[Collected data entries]
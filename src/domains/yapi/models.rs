//! Typed representations of YApi records and payloads.
//!
//! Field names follow the YApi wire format (`_id`, `project_id`, `desc`,
//! `req_body_other`, `res_body`) in both directions, so a record parsed from
//! the API serializes back to the same shape for tool output.

use schemars::JsonSchema;
use serde::{Deserialize, Serialize};
use std::fmt;
use std::str::FromStr;

/// Short projection of an interface, as returned by the listing endpoint.
#[derive(Debug, Clone, PartialEq, Eq, Serialize, Deserialize, JsonSchema)]
pub struct InterfaceSummary {
    #[serde(rename = "_id")]
    pub id: i64,
    pub title: String,
    pub path: String,
    pub method: String,
}

/// Full interface definition, as returned by `interface/get`.
#[derive(Debug, Clone, PartialEq, Eq, Serialize, Deserialize, JsonSchema)]
pub struct InterfaceDetail {
    #[serde(rename = "_id")]
    pub id: i64,
    pub title: String,
    pub path: String,
    pub method: String,
    pub project_id: i64,

    /// Category the interface belongs to.
    #[serde(default, skip_serializing_if = "Option::is_none")]
    pub catid: Option<i64>,

    #[serde(rename = "desc", default, skip_serializing_if = "Option::is_none")]
    pub description: Option<String>,

    /// Request body schema, kept as the raw JSON string YApi stores.
    #[serde(rename = "req_body_other", default, skip_serializing_if = "Option::is_none")]
    pub request_body: Option<String>,

    /// Response body schema, kept as the raw JSON string YApi stores.
    #[serde(rename = "res_body", default, skip_serializing_if = "Option::is_none")]
    pub response_body: Option<String>,
}

/// One node of the `interface/list_menu` category tree.
#[derive(Debug, Clone, Deserialize)]
pub struct Category {
    #[serde(rename = "_id")]
    pub id: i64,
    #[serde(default)]
    pub name: String,
    #[serde(default)]
    pub list: Vec<InterfaceSummary>,
}

/// Payload part of YApi's uniform response wrapper.
///
/// `errcode` and `errmsg` are checked before this is decoded.
#[derive(Debug, Deserialize)]
pub struct ApiEnvelope<T> {
    pub data: T,
}

/// `data` of a successful `interface/add` call.
#[derive(Debug, Deserialize)]
pub struct CreatedInterface {
    #[serde(rename = "_id")]
    pub id: i64,
}

/// HTTP methods YApi accepts for an interface definition.
#[derive(Debug, Clone, Copy, PartialEq, Eq, Serialize, Deserialize, JsonSchema)]
#[serde(rename_all = "UPPERCASE")]
pub enum HttpMethod {
    Get,
    Post,
    Put,
    Delete,
    Patch,
    Head,
    Options,
}

impl HttpMethod {
    pub const ALL: [HttpMethod; 7] = [
        Self::Get,
        Self::Post,
        Self::Put,
        Self::Delete,
        Self::Patch,
        Self::Head,
        Self::Options,
    ];

    pub fn as_str(&self) -> &'static str {
        match self {
            Self::Get => "GET",
            Self::Post => "POST",
            Self::Put => "PUT",
            Self::Delete => "DELETE",
            Self::Patch => "PATCH",
            Self::Head => "HEAD",
            Self::Options => "OPTIONS",
        }
    }
}

impl fmt::Display for HttpMethod {
    fn fmt(&self, f: &mut fmt::Formatter<'_>) -> fmt::Result {
        f.write_str(self.as_str())
    }
}

impl FromStr for HttpMethod {
    type Err = String;

    fn from_str(s: &str) -> Result<Self, Self::Err> {
        let upper = s.trim().to_ascii_uppercase();
        Self::ALL
            .into_iter()
            .find(|m| m.as_str() == upper)
            .ok_or_else(|| {
                let allowed: Vec<_> = Self::ALL.iter().map(HttpMethod::as_str).collect();
                format!("unsupported HTTP method '{}', expected one of {}", s, allowed.join(", "))
            })
    }
}

/// Payload of `interface/add`.
///
/// Empty optional strings are dropped so YApi keeps its own defaults.
#[derive(Debug, Clone, Serialize)]
pub struct NewInterface {
    pub project_id: i64,
    #[serde(skip_serializing_if = "Option::is_none")]
    pub catid: Option<i64>,
    pub title: String,
    pub path: String,
    pub method: HttpMethod,
    #[serde(rename = "req_body_other", skip_serializing_if = "is_blank")]
    pub request_body: Option<String>,
    #[serde(rename = "res_body", skip_serializing_if = "is_blank")]
    pub response_body: Option<String>,
    #[serde(rename = "desc", skip_serializing_if = "is_blank")]
    pub description: Option<String>,
}

/// Payload of `interface/up`.
///
/// Only `Some` fields are sent; an explicit empty string is sent verbatim.
#[derive(Debug, Clone, Default, Serialize)]
pub struct InterfacePatch {
    pub id: i64,
    #[serde(skip_serializing_if = "Option::is_none")]
    pub catid: Option<i64>,
    #[serde(skip_serializing_if = "Option::is_none")]
    pub title: Option<String>,
    #[serde(skip_serializing_if = "Option::is_none")]
    pub path: Option<String>,
    #[serde(skip_serializing_if = "Option::is_none")]
    pub method: Option<HttpMethod>,
    #[serde(rename = "req_body_other", skip_serializing_if = "Option::is_none")]
    pub request_body: Option<String>,
    #[serde(rename = "res_body", skip_serializing_if = "Option::is_none")]
    pub response_body: Option<String>,
    #[serde(rename = "desc", skip_serializing_if = "Option::is_none")]
    pub description: Option<String>,
}

impl InterfacePatch {
    pub fn new(id: i64) -> Self {
        Self {
            id,
            ..Default::default()
        }
    }
}

/// Input of the unified save operation.
///
/// Without `id` it creates a new interface, with `id` it patches that one.
#[derive(Debug, Clone, Default)]
pub struct SaveInterface {
    pub category_id: i64,
    pub id: Option<i64>,
    pub project_id: Option<i64>,
    pub title: Option<String>,
    pub path: Option<String>,
    pub method: Option<HttpMethod>,
    pub request_body: Option<String>,
    pub response_body: Option<String>,
    pub description: Option<String>,
}

/// What a save call ended up doing.
#[derive(Debug, Clone, Copy, PartialEq, Eq, Serialize)]
#[serde(tag = "action", content = "interface_id", rename_all = "lowercase")]
pub enum SaveOutcome {
    Created(i64),
    Updated(i64),
}

impl SaveOutcome {
    pub fn interface_id(&self) -> i64 {
        match self {
            Self::Created(id) | Self::Updated(id) => *id,
        }
    }
}

fn is_blank(value: &Option<String>) -> bool {
    value.as_deref().is_none_or(str::is_empty)
}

» WHAT YOU NEED TO DO
All of the entries above should be written out again exactly.

» EXERCISE RESULT
filename src/domains/yapi/models.rs
//! Typed representations of YApi records and payloads.
//!
//! Field names follow the YApi wire format (`_id`, `project_id`, `desc`,
//! `req_body_other`, `res_body`) in both directions, so a record parsed from
//! the API serializes back to the same shape for tool output.

use schemars::JsonSchema;
use serde::{Deserialize, Serialize};
use std::fmt;
use std::str::FromStr;

/// Short projection of an interface, as returned by the listing endpoint.
#[derive(Debug, Clone, PartialEq, Eq, Serialize, Deserialize, JsonSchema)]
pub struct InterfaceSummary {
    #[serde(rename = "_id")]
    pub id: i64,
    pub title: String,
    pub path: String,
    pub method: String,
}

/// Full interface definition, as returned by `interface/get`.
#[derive(Debug, Clone, PartialEq, Eq, Serialize, Deserialize, JsonSchema)]
pub struct InterfaceDetail {
    #[serde(rename = "_id")]
    pub id: i64,
    pub title: String,
    pub path: String,
    pub method: String,
    pub project_id: i64,

    /// Category the interface belongs to.
    #[serde(default, skip_serializing_if = "Option::is_none")]
    pub catid: Option<i64>,

    #[serde(rename = "desc", default, skip_serializing_if = "Option::is_none")]
    pub description: Option<String>,

    /// Request body schema, kept as the raw JSON string YApi stores.
    #[serde(rename = "req_body_other", default, skip_serializing_if = "Option::is_none")]
    pub request_body: Option<String>,

    /// Response body schema, kept as the raw JSON string YApi stores.
    #[serde(rename = "res_body", default, skip_serializing_if = "Option::is_none")]
    pub response_body: Option<String>,
}

/// One node of the `interface/list_menu` category tree.
#[derive(Debug, Clone, Deserialize)]
pub struct Category {
    #[serde(rename = "_id")]
    pub id: i64,
    #[serde(default)]
    pub name: String,
    #[serde(default)]
    pub list: Vec<InterfaceSummary>,
}

/// Payload part of YApi's uniform response wrapper.
///
/// `errcode` and `errmsg` are checked before this is decoded.
#[derive(Debug, Deserialize)]
pub struct ApiEnvelope<T> {
    pub data: T,
}

/// `data` of a successful `interface/add` call.
#[derive(Debug, Deserialize)]
pub struct CreatedInterface {
    #[serde(rename = "_id")]
    pub id: i64,
}

/// HTTP methods YApi accepts for an interface definition.
#[derive(Debug, Clone, Copy, PartialEq, Eq, Serialize, Deserialize, JsonSchema)]
#[serde(rename_all = "UPPERCASE")]
pub enum HttpMethod {
    Get,
    Post,
    Put,
    Delete,
    Patch,
    Head,
    Options,
}

impl HttpMethod {
    pub const ALL: [HttpMethod; 7] = [
        Self::Get,
        Self::Post,
        Self::Put,
        Self::Delete,
        Self::Patch,
        Self::Head,
        Self::Options,
    ];

    pub fn as_str(&self) -> &'static str {
        match self {
            Self::Get => "GET",
            Self::Post => "POST",
            Self::Put => "PUT",
            Self::Delete => "DELETE",
            Self::Patch => "PATCH",
            Self::Head => "HEAD",
            Self::Options => "OPTIONS",
        }
    }
}

impl fmt::Display for HttpMethod {
    fn fmt(&self, f: &mut fmt::Formatter<'_>) -> fmt::Result {
        f.write_str(self.as_str())
    }
}

impl FromStr for HttpMethod {
    type Err = String;

    fn from_str(s: &str) -> Result<Self, Self::Err> {
        let upper = s.trim().to_ascii_uppercase();
        Self::ALL
            .into_iter()
            .find(|m| m.as_str() == upper)
            .ok_or_else(|| {
                let allowed: Vec<_> = Self::ALL.iter().map(HttpMethod::as_str).collect();
                format!("unsupported HTTP method '{}', expected one of {}", s, allowed.join(", "))
            })
    }
}

/// Payload of `interface/add`.
///
/// Empty optional strings are dropped so YApi keeps its own defaults.
#[derive(Debug, Clone, Serialize)]
pub struct NewInterface {
    pub project_id: i64,
    #[serde(skip_serializing_if = "Option::is_none")]
    pub catid: Option<i64>,
    pub title: String,
    pub path: String,
    pub method: HttpMethod,
    #[serde(rename = "req_body_other", skip_serializing_if = "is_blank")]
    pub request_body: Option<String>,
    #[serde(rename = "res_body", skip_serializing_if = "is_blank")]
    pub response_body: Option<String>,
    #[serde(rename = "desc", skip_serializing_if = "is_blank")]
    pub description: Option<String>,
}

/// Payload of `interface/up`.
///
/// Only `Some` fields are sent; an explicit empty string is sent verbatim.
#[derive(Debug, Clone, Default, Serialize)]
pub struct InterfacePatch {
    pub id: i64,
    #[serde(skip_serializing_if = "Option::is_none")]
    pub catid: Option<i64>,
    #[serde(skip_serializing_if = "Option::is_none")]
    pub title: Option<String>,
    #[serde(skip_serializing_if = "Option::is_none")]
    pub path: Option<String>,
    #[serde(skip_serializing_if = "Option::is_none")]
    pub method: Option<HttpMethod>,
    #[serde(rename = "req_body_other", skip_serializing_if = "Option::is_none")]
    pub request_body: Option<String>,
    #[serde(rename = "res_body", skip_serializing_if = "Option::is_none")]
    pub response_body: Option<String>,
    #[serde(rename = "desc", skip_serializing_if = "Option::is_none")]
    pub description: Option<String>,
}

impl InterfacePatch {
    pub fn new(id: i64) -> Self {
        Self {
            id,
            ..Default::default()
        }
    }
}

/// Input of the unified save operation.
///
/// Without `id` it creates a new interface, with `id` it patches that one.
#[derive(Debug, Clone, Default)]
pub struct SaveInterface {
    pub category_id: i64,
    pub id: Option<i64>,
    pub project_id: Option<i64>,
    pub title: Option<String>,
    pub path: Option<String>,
    pub method: Option<HttpMethod>,
    pub request_body: Option<String>,
    pub response_body: Option<String>,
    pub description: Option<String>,
}

/// What a save call ended up doing.
#[derive(Debug, Clone, Copy, PartialEq, Eq, Serialize)]
#[serde(tag = "action", content = "interface_id", rename_all = "lowercase")]
pub enum SaveOutcome {
    Created(i64),
    Updated(i64),
}

impl SaveOutcome {
    pub fn interface_id(&self) -> i64 {
        match self {
            Self::Created(id) | Self::Updated(id) => *id,
        }
    }
}

fn is_blank(value: &Option<String>) -> bool {
    value.as_deref().is_none_or(str::is_empty)
}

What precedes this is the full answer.